Jesús Ilundáin-Agurruza and Michael Austin (eds). (2010). Chichester: Wiley.

These are 2 out the 18 books currently in the Philosophy For Everyone series. From the wording of the titles you can get an idea of the way the books are written. Punning can sometimes be seen as a cheap narrative trick, but used well it can enhance the meaning and even indicate meanings that were not otherwise available. It does occasionally get a bit self consciously clever but never quite enough to distract from the content. It is one thing to adopt a particular style of writing for a book but to get all the contributors to do the same is a more difficult task, but all the chapters in both books generally use it with the same facility. It is highly likely that should you choose to read one of the books in the series you will choose one that speaks to you, one that you know something about and that has led you to think, to wonder, about your relationship to yourself and the world around you. This is certainly the case here.
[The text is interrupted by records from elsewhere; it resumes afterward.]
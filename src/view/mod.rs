mod rows;

pub use rows::*;

use crate::config::DEFAULT_PAGE_SIZE;
use crate::process::{GroupedProcess, GroupedSnapshot};
use serde::{Deserialize, Serialize};
use std::cmp::Ordering;

#[derive(Debug, Clone, Copy, PartialEq, Eq, Serialize, Deserialize)]
pub enum SortField {
    Name,
    Cpu,
    Memory,
    Pid,
}

impl SortField {
    pub fn label(&self) -> &'static str {
        match self {
            SortField::Name => "Name",
            SortField::Cpu => "CPU",
            SortField::Memory => "Memory",
            SortField::Pid => "PID",
        }
    }
}

#[derive(Debug, Clone, Copy, PartialEq, Eq, Serialize, Deserialize)]
pub enum SortDirection {
    Asc,
    Desc,
}

impl SortDirection {
    pub fn flipped(self) -> Self {
        match self {
            SortDirection::Asc => SortDirection::Desc,
            SortDirection::Desc => SortDirection::Asc,
        }
    }

    pub fn arrow(&self) -> &'static str {
        match self {
            SortDirection::Asc => "⏶",
            SortDirection::Desc => "⏷",
        }
    }
}

/// Presentation state driving [`derive_view`].
#[derive(Debug, Clone, PartialEq, Serialize, Deserialize)]
#[serde(default)]
pub struct ViewState {
    pub sort_field: SortField,
    pub sort_direction: SortDirection,
    search_term: String,
    pub current_page: usize,
    pub page_size: usize,
}

impl Default for ViewState {
    fn default() -> Self {
        Self {
            sort_field: SortField::Cpu,
            sort_direction: SortDirection::Desc,
            search_term: String::new(),
            current_page: 0,
            page_size: DEFAULT_PAGE_SIZE,
        }
    }
}

impl ViewState {
    pub fn with_page_size(page_size: usize) -> Self {
        Self {
            page_size: page_size.max(1),
            ..Self::default()
        }
    }

    pub fn search_term(&self) -> &str {
        &self.search_term
    }

    /// Changing the term sends the view back to the first page.
    pub fn set_search_term(&mut self, term: impl Into<String>) {
        let term = term.into();
        if term != self.search_term {
            self.search_term = term;
            self.current_page = 0;
        }
    }

    pub fn set_sort(&mut self, field: SortField, direction: SortDirection) {
        if field != self.sort_field || direction != self.sort_direction {
            self.sort_field = field;
            self.sort_direction = direction;
            self.current_page = 0;
        }
    }

    /// Header click: the same field flips direction, a new one starts descending.
    pub fn toggle_sort(&mut self, field: SortField) {
        let direction = if field == self.sort_field {
            self.sort_direction.flipped()
        } else {
            SortDirection::Desc
        };
        self.set_sort(field, direction);
    }

    pub fn has_prev(&self) -> bool {
        self.current_page > 0
    }

    pub fn has_next(&self, total_pages: usize) -> bool {
        self.current_page + 1 < total_pages
    }

    pub fn prev_page(&mut self) {
        self.current_page = self.current_page.saturating_sub(1);
    }

    pub fn next_page(&mut self, total_pages: usize) {
        if self.has_next(total_pages) {
            self.current_page += 1;
        }
    }

    /// Pulls `current_page` back after the data shrank under it.
    pub fn clamp_page(&mut self, total_pages: usize) {
        self.current_page = self.current_page.min(total_pages.saturating_sub(1));
    }

    pub fn matches(&self, group: &GroupedProcess) -> bool {
        let term = self.search_term.trim().to_lowercase();
        term.is_empty()
            || group.name.to_lowercase().contains(&term)
            || group.pids.iter().any(|pid| pid.to_string().contains(&term))
    }

    fn compare(&self, a: &GroupedProcess, b: &GroupedProcess) -> Ordering {
        let ordering = match self.sort_field {
            SortField::Name => compare_names(&a.name, &b.name),
            SortField::Cpu => a.cpu_percent.total_cmp(&b.cpu_percent),
            SortField::Memory => a.memory_percent.total_cmp(&b.memory_percent),
            SortField::Pid => a.first_pid().unwrap_or(0).cmp(&b.first_pid().unwrap_or(0)),
        };
        match self.sort_direction {
            SortDirection::Asc => ordering,
            SortDirection::Desc => ordering.reverse(),
        }
    }
}

/// Case-folded comparison; folded ties fall back to snapshot order.
fn compare_names(a: &str, b: &str) -> Ordering {
    a.to_lowercase().cmp(&b.to_lowercase())
}

#[derive(Debug, Clone, PartialEq, Default)]
pub struct ViewPage {
    pub page: Vec<GroupedProcess>,
    /// `ceil(total_count / page_size)`; 0 when nothing matched.
    pub total_pages: usize,
    pub total_count: usize,
}

impl ViewPage {
    /// Page count as shown to the user, never below 1.
    pub fn displayed_total_pages(&self) -> usize {
        self.total_pages.max(1)
    }
}

/// Filtered, sorted entries in snapshot order for ties.
pub fn filtered_sorted(snapshot: &GroupedSnapshot, state: &ViewState) -> Vec<GroupedProcess> {
    let mut entries: Vec<GroupedProcess> = snapshot
        .iter()
        .filter(|g| state.matches(g))
        .cloned()
        .collect();
    // `sort_by` is stable, so equal keys keep snapshot order.
    entries.sort_by(|a, b| state.compare(a, b));
    entries
}

pub fn derive_view(snapshot: &GroupedSnapshot, state: &ViewState) -> ViewPage {
    let entries = filtered_sorted(snapshot, state);
    let page_size = state.page_size.max(1);
    let total_count = entries.len();
    let total_pages = total_count.div_ceil(page_size);

    let start = state.current_page.saturating_mul(page_size).min(total_count);
    let end = start.saturating_add(page_size).min(total_count);

    ViewPage {
        page: entries[start..end].to_vec(),
        total_pages,
        total_count,
    }
}

#[cfg(test)]
mod tests {
    use super::*;
    use chrono::Local;

    fn group(name: &str, pid: u32, cpu: f64, memory: f64) -> GroupedProcess {
        GroupedProcess {
            name: name.to_string(),
            pids: vec![pid],
            count: 1,
            cpu_percent: cpu,
            memory_percent: memory,
        }
    }

    fn snapshot(groups: Vec<GroupedProcess>) -> GroupedSnapshot {
        GroupedSnapshot::new(groups, Local::now())
    }

    fn names(page: &ViewPage) -> Vec<&str> {
        page.page.iter().map(|g| g.name.as_str()).collect()
    }

    #[test]
    fn pages_of_fifteen() {
        let snap = snapshot(
            (0..31)
                .map(|i| group(&format!("p{:02}", i), i + 100, i as f64, 0.0))
                .collect(),
        );
        let mut state = ViewState::default();
        let view = derive_view(&snap, &state);
        assert_eq!(view.total_pages, 3);
        assert_eq!(view.total_count, 31);
        assert_eq!(view.page.len(), 15);
        assert_eq!(view.page[0].name, "p30");

        state.current_page = 2;
        let last = derive_view(&snap, &state);
        assert_eq!(last.page.len(), 1);
        assert_eq!(last.page[0].name, "p00");
    }

    #[test]
    fn empty_view_still_displays_one_page() {
        let view = derive_view(&GroupedSnapshot::empty(), &ViewState::default());
        assert_eq!(view.total_pages, 0);
        assert_eq!(view.displayed_total_pages(), 1);
        assert!(view.page.is_empty());
    }

    #[test]
    fn search_matches_name_or_pid() {
        let snap = snapshot(vec![
            group("Chrome", 1200, 1.0, 1.0),
            group("bash", 4512, 2.0, 1.0),
            group("sshd", 77, 3.0, 1.0),
        ]);
        let mut state = ViewState::default();
        state.set_search_term("  chr ");
        assert_eq!(names(&derive_view(&snap, &state)), vec!["Chrome"]);

        state.set_search_term("45");
        assert_eq!(names(&derive_view(&snap, &state)), vec!["bash"]);

        state.set_search_term("zzz");
        let view = derive_view(&snap, &state);
        assert_eq!(view.total_count, 0);
    }

    #[test]
    fn sorting_by_each_field() {
        let snap = snapshot(vec![
            group("beta", 30, 5.0, 9.0),
            group("Alpha", 10, 50.0, 1.0),
            group("gamma", 20, 20.0, 4.0),
        ]);
        let mut state = ViewState::default();

        state.set_sort(SortField::Name, SortDirection::Asc);
        assert_eq!(names(&derive_view(&snap, &state)), vec!["Alpha", "beta", "gamma"]);

        state.set_sort(SortField::Cpu, SortDirection::Desc);
        assert_eq!(names(&derive_view(&snap, &state)), vec!["Alpha", "gamma", "beta"]);

        state.set_sort(SortField::Memory, SortDirection::Asc);
        assert_eq!(names(&derive_view(&snap, &state)), vec!["Alpha", "gamma", "beta"]);

        state.set_sort(SortField::Pid, SortDirection::Desc);
        assert_eq!(names(&derive_view(&snap, &state)), vec!["beta", "gamma", "Alpha"]);
    }

    #[test]
    fn ties_keep_snapshot_order_in_both_directions() {
        let snap = snapshot(vec![
            group("first", 1, 5.0, 0.0),
            group("second", 2, 5.0, 0.0),
            group("third", 3, 9.0, 0.0),
        ]);
        let mut state = ViewState::default();
        assert_eq!(names(&derive_view(&snap, &state)), vec!["third", "first", "second"]);

        state.set_sort(SortField::Cpu, SortDirection::Asc);
        assert_eq!(names(&derive_view(&snap, &state)), vec!["first", "second", "third"]);
    }

    #[test]
    fn search_and_sort_changes_reset_page() {
        let mut state = ViewState::default();
        state.current_page = 2;
        state.set_search_term("x");
        assert_eq!(state.current_page, 0);

        state.current_page = 2;
        state.set_search_term("x");
        assert_eq!(state.current_page, 2, "unchanged term keeps the page");

        state.toggle_sort(SortField::Cpu);
        assert_eq!(state.sort_direction, SortDirection::Asc);
        assert_eq!(state.current_page, 0);

        state.current_page = 1;
        state.toggle_sort(SortField::Name);
        assert_eq!(state.sort_field, SortField::Name);
        assert_eq!(state.sort_direction, SortDirection::Desc);
        assert_eq!(state.current_page, 0);
    }

    #[test]
    fn paging_controls_clamp() {
        let mut state = ViewState::default();
        state.prev_page();
        assert_eq!(state.current_page, 0);
        state.next_page(2);
        state.next_page(2);
        assert_eq!(state.current_page, 1);
        assert!(!state.has_next(2));
        assert!(state.has_prev());

        state.current_page = 5;
        state.clamp_page(2);
        assert_eq!(state.current_page, 1);
        state.clamp_page(0);
        assert_eq!(state.current_page, 0);
    }
}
I have been sailing since I was teenager, on and off, having taught myself on a boat my father built, and I currently sail a dinghy on the sea on the Essex-Suffolk border, on the east cost of the UK. I have had at least one bike (currently 4; space prevents getting any more) for all of my life so far except for my first 3 years and 3 years in my twenties.

The sailing book has 15 chapters and all but 6 of the 22 authors are US based, which means that it floats (sorry!) in a US sensibility. The cycling book has 25 chapters and all but 3 of the 26 authors are US based, which means that it also cannot help but give a US spin on the subject.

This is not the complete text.